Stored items
= Beginning of Section =
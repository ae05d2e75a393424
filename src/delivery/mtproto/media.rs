//! Builds the `messages.sendMedia` request for a tagged audio file.

use grammers_tl_types as tl;

use super::upload::UploadedFile;

pub const AUDIO_MIME_TYPE: &str = "audio/mpeg";

fn audio_attribute(title: &str, performer: &str, duration_secs: Option<u32>) -> tl::enums::DocumentAttribute {
    tl::enums::DocumentAttribute::Audio(tl::types::DocumentAttributeAudio {
        voice: false,
        duration: duration_secs.map(|d| d.min(i32::MAX as u32) as i32).unwrap_or(0),
        title: Some(title.to_string()),
        performer: Some(performer.to_string()),
        waveform: None,
    })
}

/// Uploaded audio document with the cover as its thumbnail.
pub fn build_audio_media(
    audio: UploadedFile,
    cover: UploadedFile,
    title: &str,
    performer: &str,
    duration_secs: Option<u32>,
) -> tl::enums::InputMedia {
    tl::enums::InputMedia::UploadedDocument(tl::types::InputMediaUploadedDocument {
        nosound_video: false,
        force_file: false,
        spoiler: false,
        file: audio.into_input_file(),
        thumb: Some(cover.into_input_file()),
        mime_type: AUDIO_MIME_TYPE.to_string(),
        attributes: vec![audio_attribute(title, performer, duration_secs)],
        stickers: None,
        ttl_seconds: None,
    })
}

pub fn send_media_request(
    peer: tl::enums::InputPeer,
    media: tl::enums::InputMedia,
    message: &str,
    random_id: i64,
) -> tl::functions::messages::SendMedia {
    tl::functions::messages::SendMedia {
        silent: false,
        background: false,
        clear_draft: false,
        noforwards: false,
        update_stickersets_order: false,
        invert_media: false,
        peer,
        reply_to: None,
        media,
        message: message.to_string(),
        random_id,
        reply_markup: None,
        entities: None,
        schedule_date: None,
        send_as: None,
        quick_reply_shortcut: None,
    }
}
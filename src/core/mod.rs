//! Core utilities, configuration, and error types

pub mod config;
pub mod error;
pub mod logging;
pub mod process;
pub mod utils;

// Re-exports for convenience
pub use config::Config;
pub use error::{AppError, AppResult};
pub use logging::{init_logger, log_cookies_configuration};
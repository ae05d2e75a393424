//! Getting tagged artifacts into the destination channel

pub mod mtproto;
pub mod router;
pub mod standard;

pub use mtproto::LargeFileUploader;
pub use router::{select_transport, DeliveryRouter, Transport, Uploader, BOT_API_UPLOAD_LIMIT};
pub use standard::StandardUploader;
= End of Section =
Copy out all of the data exactly, leaving nothing out.

repository ae05d2e75a393424
filename src/delivery/mtproto/media.rs
//! Builds the `messages.sendMedia` request for a tagged audio file.

use grammers_tl_types as tl;

use super::upload::UploadedFile;

pub const AUDIO_MIME_TYPE: &str = "audio/mpeg";

fn audio_attribute(title: &str, performer: &str, duration_secs: Option<u32>) -> tl::enums::DocumentAttribute {
    tl::enums::DocumentAttribute::Audio(tl::types::DocumentAttributeAudio {
        voice: false,
        duration: duration_secs.map(|d| d.min(i32::MAX as u32) as i32).unwrap_or(0),
        title: Some(title.to_string()),
        performer: Some(performer.to_string()),
        waveform: None,
    })
}

/// Uploaded audio document with the cover as its thumbnail.
pub fn build_audio_media(
    audio: UploadedFile,
    cover: UploadedFile,
    title: &str,
    performer: &str,
    duration_secs: Option<u32>,
) -> tl::enums::InputMedia {
    tl::enums::InputMedia::UploadedDocument(tl::types::InputMediaUploadedDocument {
        nosound_video: false,
        force_file: false,
        spoiler: false,
        file: audio.into_input_file(),
        thumb: Some(cover.into_input_file()),
        mime_type: AUDIO_MIME_TYPE.to_string(),
        attributes: vec![audio_attribute(title, performer, duration_secs)],
        stickers: None,
        ttl_seconds: None,
    })
}

pub fn send_media_request(
    peer: tl::enums::InputPeer,
    media: tl::enums::InputMedia,
    message: &str,
    random_id: i64,
) -> tl::functions::messages::SendMedia {
    tl::functions::messages::SendMedia {
        silent: false,
        background: false,
        clear_draft: false,
        noforwards: false,
        update_stickersets_order: false,
        invert_media: false,
        peer,
        reply_to: None,
        media,
        message: message.to_string(),
        random_id,
        reply_markup: None,
        entities: None,
        schedule_date: None,
        send_as: None,
        quick_reply_shortcut: None,
    }
}
filename src/core/mod.rs
//! Core utilities, configuration, and error types

pub mod config;
pub mod error;
pub mod logging;
pub mod process;
pub mod utils;

// Re-exports for convenience
pub use config::Config;
pub use error::{AppError, AppResult};
pub use logging::{init_logger, log_cookies_configuration};
repository ae05d2e75a393424
//! Getting tagged artifacts into the destination channel

pub mod mtproto;
pub mod router;
pub mod standard;

pub use mtproto::LargeFileUploader;
pub use router::{select_transport, DeliveryRouter, Transport, Uploader, BOT_API_UPLOAD_LIMIT};
pub use standard::StandardUploader;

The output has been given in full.